Fuel cell system ( 10 ) with a reformer ( 12 ) for producing a reformate of fuel and oxidant, a fuel cell ( 22 ) for converting the reformate into depleted reformate and electrical energy, and a recirculation strand ( 30 ) to partially return the depleted reformate to the reformer ( 12 ), characterized in that a conveyor ( 14 ) is provided by means of both the fuel and the depleted reformate of the recirculation strand ( 30 ) the reformer ( 12 ) can be supplied. Fuel cell system ( 10 ) according to claim 1, characterized in that upstream of the conveyor ( 14 ) each a flow control valve ( 16 . 34 ) is provided to supply the fuel and depleted reformate to the conveyor ( 14 ) independently of each other. Fuel cell system ( 10 ) according to one of the preceding claims, characterized in that a heat exchanger ( 32 ) for cooling the depleted reformate in the recirculation ( 30 ) is provided. Fuel cell system ( 10 ) according to claim 4, characterized in that through the heat exchanger ( 32 ) leads an oxidizer strand, the oxidizing agent to the reformer ( 12 ), to the fuel cell ( 22 ) or to an afterburner ( 26 ) leads. Method for operating a fuel cell system ( 10 ), comprising the steps of: - generating a reformate of fuel and oxidant by means of a reformer ( 12 ); Conversion of the reformate into depleted reformate and electrical energy by means of a fuel cell ( 22 ); and - partial return of the depleted reformate to the reformer ( 12 ) in a recirculation strand ( 30 ), characterized by, operating a conveyor ( 14 ) to recover both the fuel and the depleted reformate recycle stream ( 30 ) the reformer ( 12 ).
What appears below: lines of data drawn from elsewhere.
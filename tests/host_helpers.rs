use grouped_metadata::net;
use grouped_metadata::paths::{self, CaseSensitivity};
use grouped_metadata::platform;
use std::net::Ipv4Addr;
use std::path::Path;

#[test]
fn host_case_mode_follows_platform_flag() {
    let expected = if platform::current().case_sensitive_fs {
        CaseSensitivity::Sensitive
    } else {
        CaseSensitivity::Insensitive
    };
    assert_eq!(CaseSensitivity::host(), expected);
}

#[test]
fn host_case_mode_drives_path_equality() {
    let a = Path::new("/srv/Data");
    let b = Path::new("/srv/data");
    let equal = paths::paths_equal(a, b, CaseSensitivity::host());
    assert_eq!(equal, !platform::current().case_sensitive_fs);
}

#[test]
fn relative_path_resolves_back_to_target() {
    let base = paths::normalize_dir(Path::new("base/dir")).unwrap();
    let target = paths::normalize_dir(Path::new("other/file.json")).unwrap();
    let rel = paths::relative_path(&base, &target).unwrap();
    let resolved = paths::normalize_dir(&base.join(rel)).unwrap();
    assert!(paths::paths_equal(&resolved, &target, CaseSensitivity::Sensitive));
}

#[test]
fn cidr_range_contains_its_address() {
    let addr = Ipv4Addr::new(172, 16, 5, 77);
    for prefix in 0..=32u8 {
        let (low, high) = net::cidr_range(addr, prefix).unwrap();
        let a = net::to_u32(addr);
        assert!(net::to_u32(low) <= a && a <= net::to_u32(high));
        let mask = net::to_u32(net::cidr_mask(prefix).unwrap());
        assert_eq!(net::to_u32(low), a & mask);
    }
}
A method according to claim 5, characterized by controlling the flow of fuel and controlling the flow of depleted reformate to the conveyor ( 14 ) each by means of a flow control valve ( 16 . 34 ). Method according to one of claims 5 or 6, characterized by cooling the depleted reformate in the recirculation strand ( 30 ) by means of a heat exchanger ( 32 ). Process according to claim 7, characterized by cooling the depleted reformate in the recirculation line ( 30 ) by passing oxidant through the heat exchanger ( 32 ), which the reformer ( 12 ), the fuel cell ( 22 ) or an afterburner ( 26 ) is supplied. Method according to claim 6, characterized by closing the flow control valve ( 34 ) in the recirculation strand ( 30 ) during the start or shutdown of the fuel cell system ( 10 ).